[[ Dataset, beginning ]]

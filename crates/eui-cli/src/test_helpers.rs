#[cfg(test)]
use crate::config::{Config, OutputFormat};

/// Build owned command line arguments
#[cfg(test)]
pub fn addresses(inputs: &[&str]) -> Vec<String> {
    inputs.iter().map(|s| s.to_string()).collect()
}

/// Collect what a command wrote to its output buffer
#[cfg(test)]
pub fn output_string(out: Vec<u8>) -> String {
    String::from_utf8(out).unwrap()
}

#[cfg(test)]
pub fn create_test_config() -> Config {
    Config {
        delimiter: '-',
        group_size: 2,
        output: OutputFormat::Text,
    }
}
use super::{print_records, Record};
use crate::config::OutputFormat;
use anyhow::{anyhow, bail, Context, Result};
use eui::hex::decode_octet;
use eui::{Eui48, HardwareAddr};
use std::io::Write;
use tracing::debug;

/// Read contiguous hex digits (optionally prefixed with `0x`) as raw bytes
fn parse_raw_bytes(input: &str) -> Result<HardwareAddr> {
    let digits = input.strip_prefix("0x").unwrap_or(input).as_bytes();
    if digits.len() % 2 != 0 {
        bail!("odd number of hex digits in {:?}", input);
    }

    let bytes = digits
        .chunks_exact(2)
        .map(|pair| decode_octet(pair[0], pair[1]).ok_or_else(|| anyhow!("invalid hex digits in {:?}", input)))
        .collect::<Result<Vec<_>>>()?;

    Ok(HardwareAddr::new(bytes))
}

pub fn handle(out: &mut impl Write, inputs: &[String], output: OutputFormat) -> Result<()> {
    let records = inputs
        .iter()
        .map(|input| -> Result<Record> {
            let addr = parse_raw_bytes(input)?;
            debug!("Decoding {}-bit hardware address {}", addr.len() * 8, addr);
            let eui = Eui48::from_hw_addr(&addr)
                .with_context(|| format!("failed to normalize hardware address {}", addr))?;
            Ok(Record {
                input: input.clone(),
                eui48: eui,
                encoded: eui.to_string(),
            })
        })
        .collect::<Result<Vec<_>>>()?;

    print_records(out, &records, output)
}
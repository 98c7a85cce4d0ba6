use thiserror::Error;

/// Errors returned while parsing, normalizing or encoding identifiers
#[derive(Debug, Clone, PartialEq, Eq, Error)]
pub enum EuiError {
    /// Binary address is not 48 bits, or 64 bits without the FFFE sentinel
    #[error("invalid hardware address")]
    InvalidInput,

    /// Text could not be tokenized as a hardware address
    #[error("invalid hardware address format: {0:?}")]
    InvalidFormat(String),

    /// Encoding argument out of range
    #[error("invalid argument: {0}")]
    InvalidArgument(&'static str),
}

pub type Result<T> = std::result::Result<T, EuiError>;
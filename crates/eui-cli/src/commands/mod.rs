pub mod decode;
pub mod format;
pub mod hex;
pub mod normalize;

use crate::config::OutputFormat;
use anyhow::{Context, Result};
use eui::Eui48;
use serde::Serialize;
use std::io::Write;
use tracing::debug;

/// One converted address, as printed in JSON output
#[derive(Debug, Serialize)]
pub struct Record {
    /// Address exactly as given on the command line
    pub input: String,

    /// Normalized identifier (canonical text form)
    pub eui48: Eui48,

    /// Requested encoding
    pub encoded: String,
}

/// Parse and normalize a textual address given on the command line
pub fn parse_address(input: &str) -> Result<Eui48> {
    let eui = Eui48::parse(input).with_context(|| format!("failed to parse address {:?}", input))?;
    debug!("Parsed {} as {}", input, eui);
    Ok(eui)
}

/// Write records in the selected output format
pub fn print_records(out: &mut impl Write, records: &[Record], output: OutputFormat) -> Result<()> {
    for record in records {
        match output {
            OutputFormat::Text => writeln!(out, "{}", record.encoded)?,
            OutputFormat::Json => {
                serde_json::to_writer(&mut *out, record)?;
                writeln!(out)?;
            }
        }
    }
    Ok(())
}
//! Lowercase hexadecimal encoding for hardware identifiers
//!
//! Output is written into a fixed-size stack buffer and only turned into a
//! `String` once complete. Violated preconditions (short destination, zero
//! group size, output larger than [`MAX_ENCODED_LEN`]) are caller bugs and
//! panic.

/// Hex digit alphabet, lowercase only
const HEX_TABLE: &[u8; 16] = b"0123456789abcdef";

/// Capacity of the stack buffer used by the encoders
pub const MAX_ENCODED_LEN: usize = 64;

/// Write `2 * src.len()` hex digits into `dst`, high nibble first
pub fn encode_big_endian(dst: &mut [u8], src: &[u8]) {
    assert!(
        dst.len() >= src.len() * 2,
        "hex destination too small: {} < {}",
        dst.len(),
        src.len() * 2
    );

    for (pair, byte) in dst.chunks_exact_mut(2).zip(src) {
        pair[0] = HEX_TABLE[(byte >> 4) as usize];
        pair[1] = HEX_TABLE[(byte & 0x0f) as usize];
    }
}

/// Number of characters produced by [`encode_grouped`]
pub fn encoded_len(len: usize, group: usize) -> usize {
    if len == 0 {
        0
    } else {
        len * 2 + (len - 1) / group
    }
}

/// Encode `bytes` as groups of `group` octets joined by `delimiter`
///
/// The final group is shorter when `group` does not divide `bytes.len()`.
pub fn encode_grouped(bytes: &[u8], group: usize, delimiter: u8) -> String {
    assert!(group > 0, "group size must be at least 1");

    let len = encoded_len(bytes.len(), group);
    assert!(
        len <= MAX_ENCODED_LEN,
        "encoded length {} exceeds buffer of {}",
        len,
        MAX_ENCODED_LEN
    );

    let mut buf = [0u8; MAX_ENCODED_LEN];
    let mut pos = 0;
    for (i, chunk) in bytes.chunks(group).enumerate() {
        if i > 0 {
            buf[pos] = delimiter;
            pos += 1;
        }
        encode_big_endian(&mut buf[pos..], chunk);
        pos += chunk.len() * 2;
    }

    ascii_string(&buf[..len])
}

/// Encode `bytes` without any delimiter
pub fn encode_hex(bytes: &[u8]) -> String {
    let mut buf = [0u8; MAX_ENCODED_LEN];
    let len = bytes.len() * 2;
    encode_big_endian(&mut buf[..len], bytes);
    ascii_string(&buf[..len])
}

/// Decode one octet from two hex digits, either case
pub fn decode_octet(hi: u8, lo: u8) -> Option<u8> {
    Some(decode_digit(hi)? << 4 | decode_digit(lo)?)
}

fn decode_digit(c: u8) -> Option<u8> {
    match c {
        b'0'..=b'9' => Some(c - b'0'),
        b'a'..=b'f' => Some(c - b'a' + 0xa),
        b'A'..=b'F' => Some(c - b'A' + 0xa),
        _ => None,
    }
}

fn ascii_string(buf: &[u8]) -> String {
    buf.iter().copied().map(char::from).collect()
}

[[ Dataset, end ]]

Task directions
Nothing in the listing may be changed; retype it all exactly.

Response area
filename crates/eui-cli/src/test_helpers.rs
#[cfg(test)]
use crate::config::{Config, OutputFormat};

/// Build owned command line arguments
#[cfg(test)]
pub fn addresses(inputs: &[&str]) -> Vec<String> {
    inputs.iter().map(|s| s.to_string()).collect()
}

/// Collect what a command wrote to its output buffer
#[cfg(test)]
pub fn output_string(out: Vec<u8>) -> String {
    String::from_utf8(out).unwrap()
}

#[cfg(test)]
pub fn create_test_config() -> Config {
    Config {
        delimiter: '-',
        group_size: 2,
        output: OutputFormat::Text,
    }
}
use super::{print_records, Record};
use crate::config::OutputFormat;
use anyhow::{anyhow, bail, Context, Result};
use eui::hex::decode_octet;
use eui::{Eui48, HardwareAddr};
use std::io::Write;
use tracing::debug;

/// Read contiguous hex digits (optionally prefixed with `0x`) as raw bytes
fn parse_raw_bytes(input: &str) -> Result<HardwareAddr> {
    let digits = input.strip_prefix("0x").unwrap_or(input).as_bytes();
    if digits.len() % 2 != 0 {
        bail!("odd number of hex digits in {:?}", input);
    }

    let bytes = digits
        .chunks_exact(2)
        .map(|pair| decode_octet(pair[0], pair[1]).ok_or_else(|| anyhow!("invalid hex digits in {:?}", input)))
        .collect::<Result<Vec<_>>>()?;

    Ok(HardwareAddr::new(bytes))
}

pub fn handle(out: &mut impl Write, inputs: &[String], output: OutputFormat) -> Result<()> {
    let records = inputs
        .iter()
        .map(|input| -> Result<Record> {
            let addr = parse_raw_bytes(input)?;
            debug!("Decoding {}-bit hardware address {}", addr.len() * 8, addr);
            let eui = Eui48::from_hw_addr(&addr)
                .with_context(|| format!("failed to normalize hardware address {}", addr))?;
            Ok(Record {
                input: input.clone(),
                eui48: eui,
                encoded: eui.to_string(),
            })
        })
        .collect::<Result<Vec<_>>>()?;

    print_records(out, &records, output)
}
repository 98c7a85cce4d0ba6
use thiserror::Error;

/// Errors returned while parsing, normalizing or encoding identifiers
#[derive(Debug, Clone, PartialEq, Eq, Error)]
pub enum EuiError {
    /// Binary address is not 48 bits, or 64 bits without the FFFE sentinel
    #[error("invalid hardware address")]
    InvalidInput,

    /// Text could not be tokenized as a hardware address
    #[error("invalid hardware address format: {0:?}")]
    InvalidFormat(String),

    /// Encoding argument out of range
    #[error("invalid argument: {0}")]
    InvalidArgument(&'static str),
}

pub type Result<T> = std::result::Result<T, EuiError>;
filename crates/eui-cli/src/commands/mod.rs
pub mod decode;
pub mod format;
pub mod hex;
pub mod normalize;

use crate::config::OutputFormat;
use anyhow::{Context, Result};
use eui::Eui48;
use serde::Serialize;
use std::io::Write;
use tracing::debug;

/// One converted address, as printed in JSON output
#[derive(Debug, Serialize)]
pub struct Record {
    /// Address exactly as given on the command line
    pub input: String,

    /// Normalized identifier (canonical text form)
    pub eui48: Eui48,

    /// Requested encoding
    pub encoded: String,
}

/// Parse and normalize a textual address given on the command line
pub fn parse_address(input: &str) -> Result<Eui48> {
    let eui = Eui48::parse(input).with_context(|| format!("failed to parse address {:?}", input))?;
    debug!("Parsed {} as {}", input, eui);
    Ok(eui)
}

/// Write records in the selected output format
pub fn print_records(out: &mut impl Write, records: &[Record], output: OutputFormat) -> Result<()> {
    for record in records {
        match output {
            OutputFormat::Text => writeln!(out, "{}", record.encoded)?,
            OutputFormat::Json => {
                serde_json::to_writer(&mut *out, record)?;
                writeln!(out)?;
            }
        }
    }
    Ok(())
}
//! Lowercase hexadecimal encoding for hardware identifiers
//!
//! Output is written into a fixed-size stack buffer and only turned into a
//! `String` once complete. Violated preconditions (short destination, zero
//! group size, output larger than [`MAX_ENCODED_LEN`]) are caller bugs and
//! panic.

/// Hex digit alphabet, lowercase only
const HEX_TABLE: &[u8; 16] = b"0123456789abcdef";

/// Capacity of the stack buffer used by the encoders
pub const MAX_ENCODED_LEN: usize = 64;

/// Write `2 * src.len()` hex digits into `dst`, high nibble first
pub fn encode_big_endian(dst: &mut [u8], src: &[u8]) {
    assert!(
        dst.len() >= src.len() * 2,
        "hex destination too small: {} < {}",
        dst.len(),
        src.len() * 2
    );

    for (pair, byte) in dst.chunks_exact_mut(2).zip(src) {
        pair[0] = HEX_TABLE[(byte >> 4) as usize];
        pair[1] = HEX_TABLE[(byte & 0x0f) as usize];
    }
}

/// Number of characters produced by [`encode_grouped`]
pub fn encoded_len(len: usize, group: usize) -> usize {
    if len == 0 {
        0
    } else {
        len * 2 + (len - 1) / group
    }
}

/// Encode `bytes` as groups of `group` octets joined by `delimiter`
///
/// The final group is shorter when `group` does not divide `bytes.len()`.
pub fn encode_grouped(bytes: &[u8], group: usize, delimiter: u8) -> String {
    assert!(group > 0, "group size must be at least 1");

    let len = encoded_len(bytes.len(), group);
    assert!(
        len <= MAX_ENCODED_LEN,
        "encoded length {} exceeds buffer of {}",
        len,
        MAX_ENCODED_LEN
    );

    let mut buf = [0u8; MAX_ENCODED_LEN];
    let mut pos = 0;
    for (i, chunk) in bytes.chunks(group).enumerate() {
        if i > 0 {
            buf[pos] = delimiter;
            pos += 1;
        }
        encode_big_endian(&mut buf[pos..], chunk);
        pos += chunk.len() * 2;
    }

    ascii_string(&buf[..len])
}

/// Encode `bytes` without any delimiter
pub fn encode_hex(bytes: &[u8]) -> String {
    let mut buf = [0u8; MAX_ENCODED_LEN];
    let len = bytes.len() * 2;
    encode_big_endian(&mut buf[..len], bytes);
    ascii_string(&buf[..len])
}

/// Decode one octet from two hex digits, either case
pub fn decode_octet(hi: u8, lo: u8) -> Option<u8> {
    Some(decode_digit(hi)? << 4 | decode_digit(lo)?)
}

fn decode_digit(c: u8) -> Option<u8> {
    match c {
        b'0'..=b'9' => Some(c - b'0'),
        b'a'..=b'f' => Some(c - b'a' + 0xa),
        b'A'..=b'F' => Some(c - b'A' + 0xa),
        _ => None,
    }
}

fn ascii_string(buf: &[u8]) -> String {
    buf.iter().copied().map(char::from).collect()
}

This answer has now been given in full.